Радостная встреча Бога и человека, человека с человеком, не может произойти на таком поверхностном уровне, она возможна только в глубине освященного и преображенного,освобожденного от всякого мрака, существа. Она неосущствима без евангельски–литургического личного покаяния, преображения и борьбы со страстями.

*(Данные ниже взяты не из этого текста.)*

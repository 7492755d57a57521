#![cfg_attr(feature = "fail-on-warnings", deny(warnings))]
#![warn(clippy::all, clippy::pedantic, clippy::nursery, clippy::cargo)]
#![allow(clippy::multiple_crate_versions, clippy::cargo_common_metadata)]

//! Jurisdiction registry and resolution.
//!
//! A county and the towns incorporated within it each publish parcel data
//! through their own endpoints, with their own field names and zoning
//! vocabularies. Jurisdictions are defined as TOML files embedded at
//! compile time (see [`registry`]) and compiled once into an immutable
//! [`JurisdictionRegistry`]. The [`resolver`] decides which jurisdiction
//! governs a point using town boundary polygons loaded by [`boundary`].

pub mod boundary;
pub mod registry;
pub mod resolver;

#[cfg(test)]
mod test_server;

use std::sync::Arc;

use geo::MultiPolygon;
use thiserror::Error;
use zone_map_classifier::{ClassifierError, ZoneVocabulary};
use zone_map_jurisdiction_models::{
    FeatureFlags, JurisdictionKind, JurisdictionSource, ParcelFetcherConfig, ParcelFieldMapping,
};

pub use registry::JurisdictionRegistry;
pub use resolver::{JurisdictionResolver, Resolution};

/// Errors that can occur while loading or resolving jurisdictions.
#[derive(Debug, Error)]
pub enum JurisdictionError {
    /// No jurisdiction with this id is configured.
    #[error("Unsupported jurisdiction: '{id}' is not configured")]
    UnsupportedJurisdiction {
        /// The requested jurisdiction id.
        id: String,
    },

    /// The point lies outside every supported region.
    #[error(
        "Unsupported jurisdiction: point ({longitude}, {latitude}) lies outside every supported region"
    )]
    UnsupportedLocation {
        /// Longitude of the rejected point.
        longitude: f64,
        /// Latitude of the rejected point.
        latitude: f64,
    },

    /// A boundary data source could not be reached.
    #[error("Boundary data source unavailable for '{jurisdiction}': {message}")]
    DataSourceUnavailable {
        /// Jurisdiction whose boundary failed to load.
        jurisdiction: String,
        /// Description of the failure.
        message: String,
    },

    /// Boundary geometry could not be parsed.
    #[error("Boundary error for '{jurisdiction}': {message}")]
    Boundary {
        /// Jurisdiction whose boundary is invalid.
        jurisdiction: String,
        /// Description of what went wrong.
        message: String,
    },

    /// A jurisdiction definition is inconsistent.
    #[error("Configuration error: {message}")]
    Config {
        /// Description of what went wrong.
        message: String,
    },

    /// A classification rule failed to compile.
    #[error("Classification rules for '{jurisdiction}': {source}")]
    Classifier {
        /// Jurisdiction whose rules are invalid.
        jurisdiction: String,
        /// Underlying compile error.
        source: ClassifierError,
    },
}

impl JurisdictionError {
    /// Returns `true` for both unsupported-id and out-of-region errors.
    #[must_use]
    pub const fn is_unsupported(&self) -> bool {
        matches!(
            self,
            Self::UnsupportedJurisdiction { .. } | Self::UnsupportedLocation { .. }
        )
    }
}

/// A governing jurisdiction.
///
/// `boundary` is `None` for the county fallback, which governs every point
/// in its region not claimed by a town.
#[derive(Debug, Clone)]
pub struct Jurisdiction {
    /// Registry id.
    pub id: String,
    /// Human-readable name.
    pub name: String,
    /// County or incorporated town.
    pub kind: JurisdictionKind,
    /// Parent county id for towns.
    pub parent: Option<String>,
    /// Surveyed boundary polygon, if any.
    pub boundary: Option<Arc<MultiPolygon<f64>>>,
}

/// A jurisdiction's compiled configuration: endpoint, field mapping,
/// feature flags, and zoning vocabulary.
#[derive(Debug)]
pub struct JurisdictionConfig {
    source: JurisdictionSource,
    vocabulary: ZoneVocabulary,
}

impl JurisdictionConfig {
    /// Compiles a jurisdiction definition.
    ///
    /// # Errors
    ///
    /// Returns [`JurisdictionError::Classifier`] if a rule fails to compile.
    pub fn compile(source: JurisdictionSource) -> Result<Self, JurisdictionError> {
        let vocabulary =
            ZoneVocabulary::from_source(&source).map_err(|e| JurisdictionError::Classifier {
                jurisdiction: source.id.clone(),
                source: e,
            })?;
        Ok(Self { source, vocabulary })
    }

    /// Registry id.
    #[must_use]
    pub fn id(&self) -> &str {
        &self.source.id
    }

    /// Human-readable name.
    #[must_use]
    pub fn name(&self) -> &str {
        &self.source.name
    }

    /// County or incorporated town.
    #[must_use]
    pub const fn kind(&self) -> JurisdictionKind {
        self.source.kind
    }

    /// The underlying definition.
    #[must_use]
    pub const fn source(&self) -> &JurisdictionSource {
        &self.source
    }

    /// Parcel endpoint configuration.
    #[must_use]
    pub const fn fetcher(&self) -> &ParcelFetcherConfig {
        &self.source.fetcher
    }

    /// Parcel field names.
    #[must_use]
    pub const fn fields(&self) -> &ParcelFieldMapping {
        &self.source.fields
    }

    /// Optional attributes this jurisdiction publishes.
    #[must_use]
    pub const fn features(&self) -> &FeatureFlags {
        &self.source.features
    }

    /// Compiled zoning vocabulary.
    #[must_use]
    pub const fn vocabulary(&self) -> &ZoneVocabulary {
        &self.vocabulary
    }
}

Этот духовный подвиг, должен быть и личным и соборным, должен охватить все древо бытия, от корней до кроны. Человеческое общество, не абстракция: оно собрание и собор реальных личностей. Поэтому и ответственность в нем и за него, прежде всего личная ответственность, ответственность всех за всех. Насколько бы человек не гуманизировал свои общественные структуры, они никогда не смогут заменить личного подвига, ибо молитва человеческого сердца, не молитва о гуманных структурах, которые обеспечивают ему удобство повседневной временной жизни: человек, как мы сказали — во всем и за всем ищет сладость лица другого и вечного утешения от созерцания и общения с ним. Когда безличная «социальная» ответственность заменяет личное покаяние и непрестанную борьбу против отчуждения от самого себя и других, тогда очень легко человеческие потребности становятся важнее самого человека, происходит смещение системы ценностей. Это происходит, когда человек теряет ощущение того, что истинная его полнота в лице другого, теряет ощущение его незаменимости. Порабощенный жаждой приобретения вещей, человек заменяет личную встречу — безличным общением вокруг вещей и предметов. Забывая, что человек живет не только ради хлеба, продает за хлеб личность и душу. От этой замены человека на его потребности и «хлеб», до революционного уничтожения миллионов людей во имя удовлетворения этих потребностей — остается один шаг… Тонко почувствовал эту тайну идолослужения Пастернак — идол остается идолом, будь то кровожадный Молох или еще более кровожадная богиня «будущего счастья всего человечества», в жертву которой приносятся миллионы конкретных личностей, во имя абстрактного счастливого человека.